- Origin: Denton, Texas, US
- Genres: Alternative country
- Years active: 2000–2010, 2017
- Labels: Munich, Misra
- Members: Will Johnson

= South San Gabriel (band) =

American alternative country band

South San Gabriel is an American alternative country band based in Denton, Texas.

==History==
The band is named after the San Gabriel river fork north of Austin, Texas. The group consists of the same players from Centro-Matic with the inclusion of guests, but focuses on more introspective and subdued offerings from their repertoire. Lead singer Will Johnson, has alternated between the two projects, while also releasing solo albums.

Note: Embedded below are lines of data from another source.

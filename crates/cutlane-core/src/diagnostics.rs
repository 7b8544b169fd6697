use std::{
    fs,
    path::{Path, PathBuf},
};

use anyhow::Context;
use chrono::{DateTime, Utc};
use tracing::{info, warn};
use tracing_appender::non_blocking::WorkerGuard;
use tracing_subscriber::{EnvFilter, layer::SubscriberExt, util::SubscriberInitExt};
use uuid::Uuid;

use crate::config::DiagnosticsConfig;

pub const DEFAULT_FILTER: &str = "info,cutlane_core=trace,cutlane_cli=debug";
const DEFAULT_FILE_PREFIX: &str = "cutlane";

/// Keeps the non-blocking log writer flushing until dropped.
pub struct TelemetryGuard {
    pub session_id: Uuid,
    pub log_file: PathBuf,
    _file_guard: WorkerGuard,
}

/// Per-session JSON log file under `log_dir`, plus a compact stdout layer
/// unless `config.stdout` is off. `RUST_LOG` overrides the configured filter;
/// an unparsable configured filter falls back to [`DEFAULT_FILTER`].
pub fn init_tracing(
    log_dir: impl AsRef<Path>,
    config: &DiagnosticsConfig,
) -> anyhow::Result<TelemetryGuard> {
    let log_dir = log_dir.as_ref();
    fs::create_dir_all(log_dir)
        .with_context(|| format!("failed to create log directory: {}", log_dir.display()))?;

    let session_id = Uuid::new_v4();
    let file_name = log_file_name(&config.trace_file_prefix, Utc::now());
    let log_file = log_dir.join(&file_name);
    let file_appender = tracing_appender::rolling::never(log_dir, file_name);
    let (file_writer, file_guard) = tracing_appender::non_blocking(file_appender);

    let (env_filter, rejected_filter) = session_filter(&config.rust_log_filter);

    let stdout_layer = config.stdout.then(|| {
        tracing_subscriber::fmt::layer()
            .compact()
            .with_thread_ids(true)
            .with_target(true)
    });

    let file_layer = tracing_subscriber::fmt::layer()
        .with_ansi(false)
        .json()
        .with_current_span(true)
        .with_span_list(true)
        .with_writer(file_writer);

    if let Err(error) = tracing_subscriber::registry()
        .with(env_filter)
        .with(stdout_layer)
        .with(file_layer)
        .try_init()
    {
        warn!(?error, "global tracing subscriber already initialized");
    } else {
        info!(%session_id, log_file = %log_file.display(), "tracing initialized");
    }
    if let Some(filter) = rejected_filter {
        warn!(%filter, fallback = DEFAULT_FILTER, "configured log filter rejected");
    }

    Ok(TelemetryGuard {
        session_id,
        log_file,
        _file_guard: file_guard,
    })
}

/// `RUST_LOG` first, then the configured directives. The second value is
/// the configured filter when it failed to parse.
fn session_filter(configured: &str) -> (EnvFilter, Option<String>) {
    if let Ok(filter) = EnvFilter::try_from_default_env() {
        return (filter, None);
    }
    match EnvFilter::try_new(configured) {
        Ok(filter) => (filter, None),
        Err(_) => (EnvFilter::new(DEFAULT_FILTER), Some(configured.to_string())),
    }
}

fn log_file_name(prefix: &str, started: DateTime<Utc>) -> String {
    let prefix: String = prefix
        .trim()
        .chars()
        .map(|ch| if ch.is_ascii_alphanumeric() || ch == '-' || ch == '_' { ch } else { '_' })
        .collect();
    let prefix = if prefix.is_empty() {
        DEFAULT_FILE_PREFIX
    } else {
        prefix.as_str()
    };
    format!("{prefix}-{}.log", started.format("%Y%m%d-%H%M%S"))
}

#[cfg(test)]
mod tests {
    use chrono::TimeZone;

    use super::*;

    #[test]
    fn log_files_are_named_by_prefix_and_start_time() {
        let started = Utc.with_ymd_and_hms(2026, 3, 14, 9, 26, 53).single().expect("timestamp");
        assert_eq!(log_file_name("render-farm", started), "render-farm-20260314-092653.log");
        assert_eq!(log_file_name("  ", started), "cutlane-20260314-092653.log");
        assert_eq!(log_file_name("a/b c", started), "a_b_c-20260314-092653.log");
    }
}
impl Engine {
    /// Moves a clip to a new start and optionally a new track, snapping first.
    #[instrument(skip(self, snap), fields(clip_id = %clip_id, start_time, track_id = ?track_id))]
    pub fn move_clip(
        &mut self,
        clip_id: Uuid,
        start_time: f64,
        track_id: Option<Uuid>,
        snap: Option<&SnapSettings>,
    ) -> Result<Clip, EngineError> {
        let project = self.project();
        let clip = project
            .clip(clip_id)
            .ok_or(EngineError::ClipNotFound(clip_id))?;
        let target_track = track_id.unwrap_or(clip.track_id);
        let raw_start = start_time.max(0.0);
        let start_time = match snap {
            Some(settings) => snap_clip_start(project, clip, target_track, raw_start, settings),
            None => raw_start,
        };
        if (start_time - raw_start).abs() > f64::EPSILON {
            debug!(raw_start, snapped = start_time, "move snapped");
        }

        self.update_clip(
            clip_id,
            ClipPatch {
                track_id: Some(target_track),
                start_time: Some(start_time),
                ..ClipPatch::default()
            },
        )
    }

    /// Trims one edge of a clip; with ripple, later clips on the same track
    /// shift by the change in end time so their gaps are preserved.
    #[instrument(skip(self), fields(clip_id = %clip_id, edge = ?request.edge, delta = request.delta, ripple = request.ripple))]
    pub fn trim_clip(&mut self, clip_id: Uuid, request: TrimRequest) -> Result<Clip, EngineError> {
        let trimmed = self.apply("trim clip", |project| {
            let clip = project
                .clip(clip_id)
                .ok_or(EngineError::ClipNotFound(clip_id))?
                .clone();
            let bounds = if request.ripple {
                TrimBounds::unbounded()
            } else {
                TrimBounds::around(project, &clip)
            };
            let timing = trim_timing(&clip, &request, &bounds);
            let shift = timing.end_time() - clip.end_time();

            if request.ripple && shift.abs() > f64::EPSILON {
                ripple_shift(project, &clip, shift);
            }

            apply_patch(
                project,
                clip_id,
                ClipPatch {
                    start_time: Some(timing.start_time),
                    duration: Some(timing.duration),
                    trim_start: Some(timing.trim_start),
                    trim_end: Some(timing.trim_end),
                    original_duration: Some(timing.original_duration),
                    ..ClipPatch::default()
                },
            )
        })?;
        info!(
            start_time = trimmed.start_time,
            duration = trimmed.duration,
            "clip trimmed"
        );
        Ok(trimmed)
    }

    /// Drops a clip onto a row. The middle zone reassigns when the track has
    /// room; the edge zones do the same, or insert a new track beside the row
    /// when the target track is occupied.
    #[instrument(skip(self), fields(clip_id = %request.clip_id, track_index = request.track_index, zone = ?request.zone))]
    pub fn drop_clip(&mut self, request: DropRequest) -> Result<DropOutcome, EngineError> {
        let outcome = self.apply("drop clip", |project| {
            let clip = project
                .clip(request.clip_id)
                .ok_or(EngineError::ClipNotFound(request.clip_id))?
                .clone();
            let track_id = project
                .tracks
                .get(request.track_index)
                .map(|track| track.id)
                .ok_or(EngineError::TrackIndexOutOfRange(request.track_index))?;

            let mut candidate = clip.clone();
            candidate.track_id = track_id;
            candidate.start_time = request.start_time.max(0.0);
            let fits = ensure_free(project, &candidate);

            match (fits, request.zone) {
                (Ok(()), _) => {
                    apply_patch(project, clip.id, placement_patch(&candidate))?;
                    Ok(DropOutcome::Reassigned { track_id })
                }
                (Err(error), DropZone::Middle) => Err(error),
                (Err(_), zone) => {
                    let index = if zone == DropZone::Above {
                        request.track_index
                    } else {
                        request.track_index + 1
                    };
                    let track = Track::new(format!("Track {}", project.tracks.len() + 1));
                    let new_track_id = track.id;
                    project.tracks.insert(index, track);
                    candidate.track_id = new_track_id;
                    apply_patch(project, clip.id, placement_patch(&candidate))?;
                    Ok(DropOutcome::InsertedTrack {
                        track_id: new_track_id,
                        index,
                    })
                }
            }
        });

        match &outcome {
            Ok(outcome) => info!(?outcome, "clip dropped"),
            Err(error) => warn!(%error, "drop rejected"),
        }
        outcome
    }
}

fn placement_patch(clip: &Clip) -> ClipPatch {
    ClipPatch {
        track_id: Some(clip.track_id),
        start_time: Some(clip.start_time),
        ..ClipPatch::default()
    }
}

fn ripple_shift(project: &mut Project, trimmed: &Clip, shift: f64) {
    let threshold = trimmed.end_time() - TIME_EPSILON;
    for other in project.clips.iter_mut().filter(|other| {
        other.track_id == trimmed.track_id && other.id != trimmed.id && other.start_time >= threshold
    }) {
        other.start_time = (other.start_time + shift).max(0.0);
    }
}

/// Pointer input in timeline pixels, independent of any windowing toolkit.
/// `x` runs along time; `y` is measured from the top of the first track row.
#[derive(Debug, Clone, Copy, PartialEq)]
pub enum PointerEvent {
    Down { clip_id: Uuid, x: f64, y: f64 },
    Move { x: f64, y: f64 },
    Up { x: f64, y: f64 },
    Cancel,
}

#[derive(Debug, Clone, Copy, PartialEq)]
pub struct DragState {
    pub clip_id: Uuid,
    pub origin_x: f64,
    pub origin_y: f64,
    pub origin_start: f64,
    pub origin_row: usize,
}

#[derive(Debug, Clone, Copy, PartialEq, Default)]
pub enum GesturePhase {
    #[default]
    Idle,
    Dragging(DragState),
    Committing,
}

#[derive(Debug, Clone, Copy, PartialEq)]
pub struct DragLayout {
    pub row_height: f64,
    pub edge_fraction: f64,
    pub snap: SnapSettings,
}

impl Default for DragLayout {
    fn default() -> Self {
        Self {
            row_height: 48.0,
            edge_fraction: DEFAULT_DROP_EDGE_FRACTION,
            snap: SnapSettings::default(),
        }
    }
}

/// Idle → Dragging → Committing → Idle. All intermediate moves of one drag
/// are folded into a single undo step.
#[derive(Debug, Clone, Default)]
pub struct ClipDrag {
    pub layout: DragLayout,
    phase: GesturePhase,
}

The first South San Gabriel album, Songs/Music, was credited to Centro-Matic on its US release (it was credited to South San Gabriel on the Netherlands release on Munich Records).

South San Gabriel released Welcome, Convalescence and The Carlton Chronicles – Not Until the Operation's Through in 2003 and 2005, respectively.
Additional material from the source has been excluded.